B. La distinction entre indications de santé et allégations thérapeutiques
Le raisonnement de la Cour repose sur la différenciation opérée par l’article 2 de la directive. D’une part, l’article 2, paragraphe 1, sous b), interdit de manière absolue d’attribuer à une denrée alimentaire « des propriétés de prévention, de traitement et de guérison d’une maladie humaine, ni évoquer ces propriétés ». Cette disposition vise les allégations à caractère thérapeutique, dont l’interdiction ne dépend pas de leur caractère trompeur. D’autre part, l’article 2, paragraphe 1, sous a), interdit les indications de nature à induire l’acheteur en erreur. Il en résulte que les indications relatives à la santé, qui ne font pas référence à des maladies, ne sont prohibées que si elles s’avèrent trompeuses. La Cour en déduit que « les denrées alimentaires dont l’étiquetage contient des indications non trompeuses relatives à la santé doivent être considérées comme conformes aux règles de la directive 79/112 ».
II. L’encadrement des restrictions nationales fondées sur la protection du consommateur
La Cour analyse ensuite la proportionnalité de la réglementation autrichienne. Elle juge que l’instauration d’un régime d’autorisation préalable pour toute indication de santé est une mesure excessive. Elle lui oppose la suffisance d’un contrôle a posteriori reposant sur le standard du consommateur moyen.
A. Le rejet d’un système d’autorisation préalable général et absolu
La législation autrichienne interdisait toute indication relative à la santé, sauf autorisation ministérielle préalable destinée à vérifier l’absence de tromperie. La Cour juge ce système disproportionné par rapport à l’objectif de protection des consommateurs. Elle estime qu’un tel régime « a en réalité pour conséquence que les denrées alimentaires portant des indications relatives à la santé ne peuvent pas être librement commercialisées […] même dans l’hypothèse où celles-ci ne sont pas de nature à tromper le consommateur ». Une interdiction générale soumise à autorisation préalable constitue une entrave injustifiée à la libre circulation des produits qui sont conformes à la directive. La protection de la santé publique ne saurait non plus justifier une mesure aussi restrictive, car des alternatives moins contraignantes existent pour gérer d’éventuels risques résiduels.

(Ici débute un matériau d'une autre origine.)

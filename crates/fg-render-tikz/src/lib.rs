#![forbid(unsafe_code)]

//! tikz-feynman output for laid-out Feynman topologies.
//!
//! [`render_tikz`] writes a `\feynmandiagram` block with one line per edge,
//! [`render_document`] wraps it into a compilable standalone file, and
//! [`export_geometry`] flattens the layout for tools that draw on their own.

mod document;
mod geometry;

pub use document::TexDocument;
pub use geometry::{
    DEFAULT_NODE_STYLE, GeometryEdge, GeometryExport, GeometryNode, export_geometry,
};

use std::collections::{BTreeMap, BTreeSet};

use fg_core::{Graph, ParticleLookup, VertexId, VertexKind};
use fg_layout::LayoutResult;
use serde::{Deserialize, Serialize};
use tracing::debug;

/// Configuration for TikZ rendering.
#[derive(Debug, Clone, PartialEq, Serialize, Deserialize)]
#[serde(default)]
pub struct TikzConfig {
    /// Bend angle in degrees of the outermost edge of a parallel group.
    pub max_bend: f32,
    /// Ask tikz-feynman for its layered layout algorithm.
    pub layered_layout: bool,
    /// Emit a full LaTeX document instead of the bare diagram.
    pub standalone: bool,
    /// Angles at or below this magnitude are drawn straight.
    pub straight_threshold: f32,
}

impl Default for TikzConfig {
    fn default() -> Self {
        Self {
            max_bend: 50.0,
            layered_layout: false,
            standalone: false,
            straight_threshold: 0.1,
        }
    }
}

/// Bend angle in degrees for edge `index` of `count` parallel edges.
///
/// The group fans out symmetrically from `-max_bend` to `max_bend`; a lone
/// edge is straight.
#[must_use]
pub fn parallel_bend_angle(index: usize, count: usize, max_bend: f32) -> f32 {
    if count < 2 {
        return 0.0;
    }
    let step = (max_bend * 2.0) / (count - 1) as f32;
    -max_bend + step * index as f32
}

/// Render a topology as a `\feynmandiagram` block.
#[must_use]
pub fn render_tikz(
    graph: &Graph,
    layout: &LayoutResult,
    config: &TikzConfig,
    lookup: &impl ParticleLookup,
) -> String {
    let styles = graph.styles();
    let mut styled: BTreeSet<VertexId> = BTreeSet::new();
    let mut label_usage: BTreeMap<VertexId, usize> = BTreeMap::new();

    let lines: Vec<String> = layout
        .edges
        .iter()
        .filter_map(|geometry| {
            let edge = graph.edges.get(geometry.edge_index)?;
            let src = graph.vertex_name(edge.from)?;
            let dst = graph.vertex_name(edge.to)?;
            let info = lookup.lookup(&edge.particle);
            let reversed = info.renders_reversed();

            // A vertex style is declared on the first appearance only.
            let mut declare = |vertex: VertexId| match styles.get(&vertex) {
                Some(style) if styled.insert(vertex) => format!("[{style}]"),
                _ => String::new(),
            };
            let src_attr = declare(edge.from);
            let dst_attr = declare(edge.to);

            let mut options = vec![info.style.as_str().to_string()];

            let mut angle = parallel_bend_angle(
                geometry.parallel_index,
                geometry.parallel_count,
                config.max_bend,
            );
            if reversed {
                angle = -angle;
            }
            if angle.abs() > config.straight_threshold {
                let side = if angle > 0.0 { "left" } else { "right" };
                options.push(format!("bend {side}={}", angle.trunc().abs() as i64));
            }

            let usage = label_usage.entry(edge.from).or_insert(0);
            let label_side = if *usage % 2 == 1 { "'" } else { "" };
            *usage += 1;
            if !info.label.is_empty() {
                options.push(format!("edge label{label_side}=\\({}\\)", info.label));
            }

            let options = options.join(", ");
            Some(if reversed {
                format!("  {dst}{dst_attr} -- [{options}] {src}{src_attr}")
            } else {
                format!("  {src}{src_attr} -- [{options}] {dst}{dst_attr}")
            })
        })
        .collect();

    debug!(
        lines = lines.len(),
        styled_vertices = styled.len(),
        "rendered tikz edges"
    );

    let mut output = String::with_capacity(64 + lines.iter().map(String::len).sum::<usize>());
    output.push_str(&diagram_header(graph, config));
    output.push('\n');
    output.push_str(&lines.join(",\n"));
    output.push_str("\n};");
    output
}

/// Render a topology as a standalone LaTeX document.
#[must_use]
pub fn render_document(
    graph: &Graph,
    layout: &LayoutResult,
    config: &TikzConfig,
    lookup: &impl ParticleLookup,
) -> String {
    TexDocument::new()
        .body(render_tikz(graph, layout, config, lookup))
        .to_string()
}

/// [`render_document`] when `config.standalone` is set, otherwise [`render_tikz`].
#[must_use]
pub fn render(
    graph: &Graph,
    layout: &LayoutResult,
    config: &TikzConfig,
    lookup: &impl ParticleLookup,
) -> String {
    if config.standalone {
        render_document(graph, layout, config, lookup)
    } else {
        render_tikz(graph, layout, config, lookup)
    }
}

fn diagram_header(graph: &Graph, config: &TikzConfig) -> String {
    let mut options: Vec<String> = Vec::new();
    if config.layered_layout {
        options.push(String::from("layered layout"));
    }
    let first_named = |kind: VertexKind| {
        graph
            .vertices
            .iter()
            .find(|vertex| vertex.kind == kind)
            .map(|vertex| vertex.name())
    };
    if let (Some(input), Some(output)) = (
        first_named(VertexKind::Input),
        first_named(VertexKind::Final),
    ) {
        options.push(format!("horizontal={input} to {output}"));
    }

    if options.is_empty() {
        String::from("\\feynmandiagram {")
    } else {
        format!("\\feynmandiagram [{}] {{", options.join(", "))
    }
}
use fg_core::{
    AnchorRegistry, Edge, EdgeOrigin, FeynError, Graph, ReactionTree, Step, Token, Vertex,
    VertexId, VertexKind,
};
use tracing::{debug, warn};

/// Label used for anchor edges registered without a particle.
pub const DEFAULT_ANCHOR_PARTICLE: &str = "gamma";

/// Issues vertex ids and per-kind ordinals for a single build.
#[derive(Debug, Default)]
pub(crate) struct VertexAllocator {
    next_id: usize,
    inputs: usize,
    internals: usize,
    finals: usize,
}

impl VertexAllocator {
    pub(crate) fn allocate(&mut self, kind: VertexKind) -> Vertex {
        let counter = match kind {
            VertexKind::Input => &mut self.inputs,
            VertexKind::Internal => &mut self.internals,
            VertexKind::Final => &mut self.finals,
        };
        *counter += 1;
        let vertex = Vertex {
            id: VertexId(self.next_id),
            kind,
            ordinal: *counter,
            style: None,
        };
        self.next_id += 1;
        vertex
    }
}

#[derive(Debug, Clone, Copy)]
enum Outgoing<'t> {
    Particle(&'t str),
    Cascade {
        tree: &'t ReactionTree,
        style: Option<&'t str>,
    },
}

#[derive(Debug, Clone, Copy)]
struct LoopGroup<'t> {
    particles: &'t [String],
    style: Option<&'t str>,
}

#[derive(Debug, Clone, Copy)]
struct AnchorRef<'t> {
    name: &'t str,
    particle: Option<&'t str>,
    style: Option<&'t str>,
}

/// Tokens of one step sorted by the role they play in the topology.
#[derive(Debug, Default)]
struct StepParts<'t> {
    outgoing: Vec<Outgoing<'t>>,
    loops: Vec<LoopGroup<'t>>,
    anchors: Vec<AnchorRef<'t>>,
    /// Last style seen on a bare particle; it marks the vertex the step leaves from.
    particle_style: Option<&'t str>,
}

impl<'t> StepParts<'t> {
    fn classify(step: &'t Step) -> Self {
        let mut parts = Self::default();
        for token in &step.tokens {
            let style = token.style();
            match token.unstyled() {
                Token::Particle(name) => {
                    if style.is_some_and(|style| !style.is_empty()) {
                        parts.particle_style = style;
                    }
                    parts.outgoing.push(Outgoing::Particle(name));
                }
                Token::Cascade(tree) => parts.outgoing.push(Outgoing::Cascade { tree, style }),
                Token::Loop(particles) => parts.loops.push(LoopGroup { particles, style }),
                Token::Anchor { name, particle } => parts.anchors.push(AnchorRef {
                    name,
                    particle: particle.as_deref(),
                    style,
                }),
                // peeled by `unstyled`
                Token::Styled { .. } => {}
            }
        }
        parts
    }

    fn has_particles(&self) -> bool {
        self.outgoing
            .iter()
            .any(|item| matches!(item, Outgoing::Particle(_)))
    }

    fn has_cascades(&self) -> bool {
        self.outgoing
            .iter()
            .any(|item| matches!(item, Outgoing::Cascade { .. }))
    }
}

/// Split a cascade into its bridging particle, its head step and the rest.
fn cascade_head(tree: &ReactionTree) -> Result<(&str, StepParts<'_>, &[Step]), FeynError> {
    let Some((head, rest)) = tree.steps.split_first() else {
        return Err(FeynError::structural("Cascade has no steps"));
    };
    let Some(Token::Particle(bridge)) = head.tokens.first().map(Token::unstyled) else {
        return Err(FeynError::structural(
            "Cascade must start with its bridging particle",
        ));
    };
    let parts = StepParts::classify(head);
    if parts.outgoing.len() > 1 {
        debug!(
            bridge = bridge.as_str(),
            extra = parts.outgoing.len() - 1,
            "cascade head carries more than its bridging particle; extras ignored"
        );
    }
    Ok((bridge.as_str(), parts, rest))
}

pub(crate) struct GraphBuilder {
    allocator: VertexAllocator,
    vertices: Vec<Vertex>,
    edges: Vec<Edge>,
    anchors: AnchorRegistry,
}

impl GraphBuilder {
    pub(crate) fn new() -> Self {
        Self {
            allocator: VertexAllocator::default(),
            vertices: Vec::new(),
            edges: Vec::new(),
            anchors: AnchorRegistry::new(),
        }
    }

    pub(crate) fn vertex_count(&self) -> usize {
        self.vertices.len()
    }

    pub(crate) fn edge_count(&self) -> usize {
        self.edges.len()
    }

    pub(crate) fn finish(self) -> Graph {
        Graph {
            vertices: self.vertices,
            edges: self.edges,
            anchors: self.anchors,
        }
    }

    pub(crate) fn build_tree(&mut self, tree: &ReactionTree) -> Result<(), FeynError> {
        let Some((first, rest)) = tree.steps.split_first() else {
            return Err(FeynError::structural("Reaction has no steps"));
        };

        let parts = StepParts::classify(first);
        if !parts.loops.is_empty() {
            warn!("loop in the first step has no vertex to leave from; ignored");
        }

        match (parts.has_particles(), parts.has_cascades()) {
            (true, has_cascades) => {
                if has_cascades {
                    warn!("cascades beside incoming particles in the first step are ignored");
                }
                let start = self.add_vertex(VertexKind::Internal);
                self.register_anchors(&parts.anchors, start);
                self.mark(start, parts.particle_style);
                for item in &parts.outgoing {
                    if let Outgoing::Particle(name) = item {
                        let input = self.add_vertex(VertexKind::Input);
                        self.push_edge(input, start, name, EdgeOrigin::Incoming);
                    }
                }
                self.process_steps(start, rest)
            }
            (false, true) => {
                if !parts.anchors.is_empty() {
                    warn!(
                        anchors = parts.anchors.len(),
                        "anchors beside top-level cascades have no vertex; ignored"
                    );
                }
                if !rest.is_empty() {
                    warn!(
                        ignored_steps = rest.len(),
                        "steps after a first step of cascades are ignored"
                    );
                }
                for item in &parts.outgoing {
                    if let Outgoing::Cascade { tree, style } = *item {
                        self.root_cascade(tree, style)?;
                    }
                }
                Ok(())
            }
            (false, false) => Err(FeynError::structural(
                "First step has neither incoming particles nor cascades",
            )),
        }
    }

    fn root_cascade(&mut self, tree: &ReactionTree, style: Option<&str>) -> Result<(), FeynError> {
        let (bridge, head, rest) = cascade_head(tree)?;
        let root = self.add_vertex(VertexKind::Internal);
        self.mark(root, style);
        let input = self.add_vertex(VertexKind::Input);
        self.push_edge(input, root, bridge, EdgeOrigin::Incoming);
        self.register_anchors(&head.anchors, root);
        self.process_steps(root, rest)
    }

    fn process_steps(&mut self, current: VertexId, steps: &[Step]) -> Result<(), FeynError> {
        let Some((step, rest)) = steps.split_first() else {
            return Ok(());
        };

        let parts = StepParts::classify(step);
        self.register_anchors(&parts.anchors, current);
        self.mark(current, parts.particle_style);

        if let Some(group) = parts.loops.first() {
            let discarded = parts.loops.len() - 1 + parts.outgoing.len();
            if discarded > 0 {
                debug!(discarded, "loop consumes its step; other tokens discarded");
            }
            let merge = self.add_vertex(VertexKind::Internal);
            self.mark(merge, group.style);
            for particle in group.particles {
                self.push_edge(current, merge, particle, EdgeOrigin::Loop);
            }
            return self.process_steps(merge, rest);
        }

        match parts.outgoing.as_slice() {
            [] => self.process_steps(current, rest),
            [Outgoing::Particle(name)] if !rest.is_empty() => {
                let next = self.add_vertex(VertexKind::Internal);
                self.push_edge(current, next, name, EdgeOrigin::Propagation);
                self.process_steps(next, rest)
            }
            [Outgoing::Cascade { .. }] if !rest.is_empty() => Err(FeynError::structural(
                "A cascade cannot be followed by further steps at the same level",
            )),
            branches => {
                if !rest.is_empty() {
                    warn!(
                        ignored_steps = rest.len(),
                        "steps after a branching step are ignored"
                    );
                }
                for branch in branches {
                    self.branch(current, *branch)?;
                }
                Ok(())
            }
        }
    }

    fn branch(&mut self, current: VertexId, item: Outgoing<'_>) -> Result<(), FeynError> {
        match item {
            Outgoing::Particle(name) => {
                let outgoing = self.add_vertex(VertexKind::Final);
                self.push_edge(current, outgoing, name, EdgeOrigin::Branch);
                Ok(())
            }
            Outgoing::Cascade { tree, style } => {
                let (bridge, head, rest) = cascade_head(tree)?;
                let vertex = self.add_vertex(VertexKind::Internal);
                self.mark(vertex, style);
                self.push_edge(current, vertex, bridge, EdgeOrigin::Branch);
                self.register_anchors(&head.anchors, vertex);
                self.process_steps(vertex, rest)
            }
        }
    }

    /// Chain every anchor name's points in registration order.
    pub(crate) fn connect_anchors(&mut self) {
        for entry in self.anchors.iter() {
            if entry.points.len() < 2 {
                debug!(anchor = entry.name.as_str(), "anchor registered once; no edge");
                continue;
            }
            for pair in entry.points.windows(2) {
                let particle = pair[0]
                    .particle
                    .clone()
                    .unwrap_or_else(|| DEFAULT_ANCHOR_PARTICLE.to_string());
                self.edges.push(Edge {
                    from: pair[0].vertex,
                    to: pair[1].vertex,
                    particle,
                    origin: EdgeOrigin::Anchor,
                });
            }
        }
    }

    fn add_vertex(&mut self, kind: VertexKind) -> VertexId {
        let vertex = self.allocator.allocate(kind);
        let id = vertex.id;
        self.vertices.push(vertex);
        id
    }

    fn mark(&mut self, vertex: VertexId, style: Option<&str>) {
        let Some(style) = style.filter(|style| !style.is_empty()) else {
            return;
        };
        if let Some(target) = self.vertices.get_mut(vertex.0) {
            target.style = Some(style.to_string());
        }
    }

    fn push_edge(&mut self, from: VertexId, to: VertexId, particle: &str, origin: EdgeOrigin) {
        self.edges.push(Edge {
            from,
            to,
            particle: particle.to_string(),
            origin,
        });
    }

    fn register_anchors(&mut self, anchors: &[AnchorRef<'_>], vertex: VertexId) {
        for anchor in anchors {
            self.mark(vertex, anchor.style);
            self.anchors
                .register(anchor.name, vertex, anchor.particle.map(str::to_string));
        }
    }
}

B. La consécration du contrôle a posteriori et du standard du consommateur moyen
En lieu et place d’un contrôle préventif, la Cour privilégie des mesures moins restrictives. Elle suggère que la protection du consommateur peut être assurée par un contrôle a posteriori. Ce contrôle permet aux autorités nationales d’intervenir si une indication s’avère trompeuse après la mise sur le marché du produit. La Cour évoque notamment « l’obligation pour le fabricant ou le distributeur du produit en cause d’apporter, en cas de doutes, la preuve de l’exactitude matérielle des données de fait mentionnées sur l’étiquetage ». Pour déterminer le caractère potentiellement trompeur d’une indication, il appartient aux juridictions nationales de se référer à « l’attente présumée d’un consommateur moyen, normalement informé et raisonnablement attentif et avisé ». Cette référence à un standard jurisprudentiel constant ancre l’appréciation dans une démarche concrète et pragmatique, loin de l’abstraction d’une interdiction de principe.